_What the task requires:_
Only lines holding the word "policy" are needed; copy each of them from the material.

_Dataset extract:_
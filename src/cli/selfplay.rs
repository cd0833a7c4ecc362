//! Selfplay command implementation - mass random-policy games.

// Seed derivation intentionally truncates the nanosecond clock
#![allow(clippy::cast_possible_truncation)]

use super::output::{
    format_selfplay_csv, format_selfplay_text, JsonSelfplayResult, SelfplayStats,
};
use super::{CliError, OutputFormat};
use indicatif::{ProgressBar, ProgressStyle};
use rayon::prelude::*;
use slide48::engine::{check_invariants, Direction, GameConfig, GameState, Rng, Status};
use std::time::Instant;

/// Outcome of one headless game.
pub(crate) struct GameRecord {
    /// Final score.
    pub(crate) score: u32,
    /// Largest tile reached.
    pub(crate) max_tile: u32,
    /// Board-changing turns played.
    pub(crate) turns: u64,
    /// Status when the game ended (or the cap was hit).
    pub(crate) status: Status,
}

/// Play one game to completion with a uniformly random move policy.
fn play_one(seed: u64, config: GameConfig, max_turns: u64) -> Result<GameRecord, CliError> {
    let mut state = GameState::new(config, seed, 0)?;
    // Decorrelate the move policy from the spawn stream
    let mut policy = Rng::new(seed ^ 0x9E37_79B9_7F4A_7C15);
    let mut turns = 0u64;

    for _ in 0..max_turns {
        if state.status().is_terminal() {
            break;
        }
        let direction = Direction::ALL[policy.next_u32(4) as usize];
        let outcome = state.step(direction)?;
        if outcome.moved {
            turns += 1;
        }
    }

    // A violation here is an engine bug; surface it instead of folding the
    // game into the statistics.
    if let Some(violation) = check_invariants(&state).first() {
        return Err(CliError::new(violation.to_string()));
    }

    Ok(GameRecord {
        score: state.score(),
        max_tile: state.grid().max_tile(),
        turns,
        status: state.status(),
    })
}

/// Execute the selfplay command.
///
/// # Errors
///
/// Returns an error for an invalid configuration or an engine fault.
#[allow(clippy::too_many_arguments)]
pub(crate) fn execute(
    games: u64,
    seed: Option<u64>,
    size: usize,
    win: u32,
    four_percent: u8,
    max_turns: u64,
    threads: Option<usize>,
    format: OutputFormat,
    progress: bool,
) -> Result<(), CliError> {
    let config = GameConfig {
        size,
        win_threshold: win,
        four_tile_percent: four_percent,
    };
    config.validate()?;

    // Set thread pool size if specified
    if let Some(num_threads) = threads {
        rayon::ThreadPoolBuilder::new()
            .num_threads(num_threads)
            .build_global()
            .ok(); // Ignore error if already initialized
    }

    // Base seed
    let base_seed = seed.unwrap_or_else(|| {
        use std::time::{SystemTime, UNIX_EPOCH};
        SystemTime::now()
            .duration_since(UNIX_EPOCH)
            .map(|d| d.as_nanos() as u64)
            .unwrap_or(42)
    });

    // Progress bar
    let pb = if progress {
        let pb = ProgressBar::new(games);
        pb.set_style(
            ProgressStyle::default_bar()
                .template("{spinner:.green} [{elapsed_precise}] [{bar:40.cyan/blue}] {pos}/{len} games ({per_sec})")
                .expect("valid template")
                .progress_chars("=>-"),
        );
        Some(pb)
    } else {
        None
    };

    let start = Instant::now();

    // Run games in parallel using lock-free fold/reduce pattern
    // Each thread accumulates into its own SelfplayStats, then we merge at the end
    let stats = (0..games)
        .into_par_iter()
        .fold(SelfplayStats::new, |mut local_stats, i| {
            let game_seed = base_seed.wrapping_add(i);

            if let Ok(record) = play_one(game_seed, config, max_turns) {
                local_stats.add_record(&record);
            }

            local_stats
        })
        .reduce(SelfplayStats::new, |mut a, b| {
            a.merge(&b);
            a
        });

    // Update progress bar after completion (no atomic overhead in hot path)
    if let Some(pb) = pb {
        pb.set_position(stats.games_played);
        pb.finish_with_message("done");
    }

    let duration = start.elapsed();

    // Calculate games per second
    #[allow(clippy::cast_precision_loss)]
    let games_per_sec = if duration.as_secs_f64() > 0.0 {
        stats.games_played as f64 / duration.as_secs_f64()
    } else {
        0.0
    };

    // Output based on format
    match format {
        OutputFormat::Text => {
            println!();
            print!("{}", format_selfplay_text(&stats));
            println!();
            println!(
                "Duration: {:.2}s ({:.0} games/sec)",
                duration.as_secs_f64(),
                games_per_sec
            );
        }
        OutputFormat::Json => {
            let json_result = JsonSelfplayResult::from_stats(&stats);
            let json = serde_json::to_string_pretty(&json_result)
                .map_err(|e| CliError::new(format!("JSON serialization failed: {e}")))?;
            println!("{json}");
        }
        OutputFormat::Csv => {
            print!("{}", format_selfplay_csv(&stats));
        }
    }

    Ok(())
}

_Output of the task:_
//! Selfplay command implementation - mass random-policy games.
/// Play one game to completion with a uniformly random move policy.
    // Decorrelate the move policy from the spawn stream
    let mut policy = Rng::new(seed ^ 0x9E37_79B9_7F4A_7C15);
        let direction = Direction::ALL[policy.next_u32(4) as usize];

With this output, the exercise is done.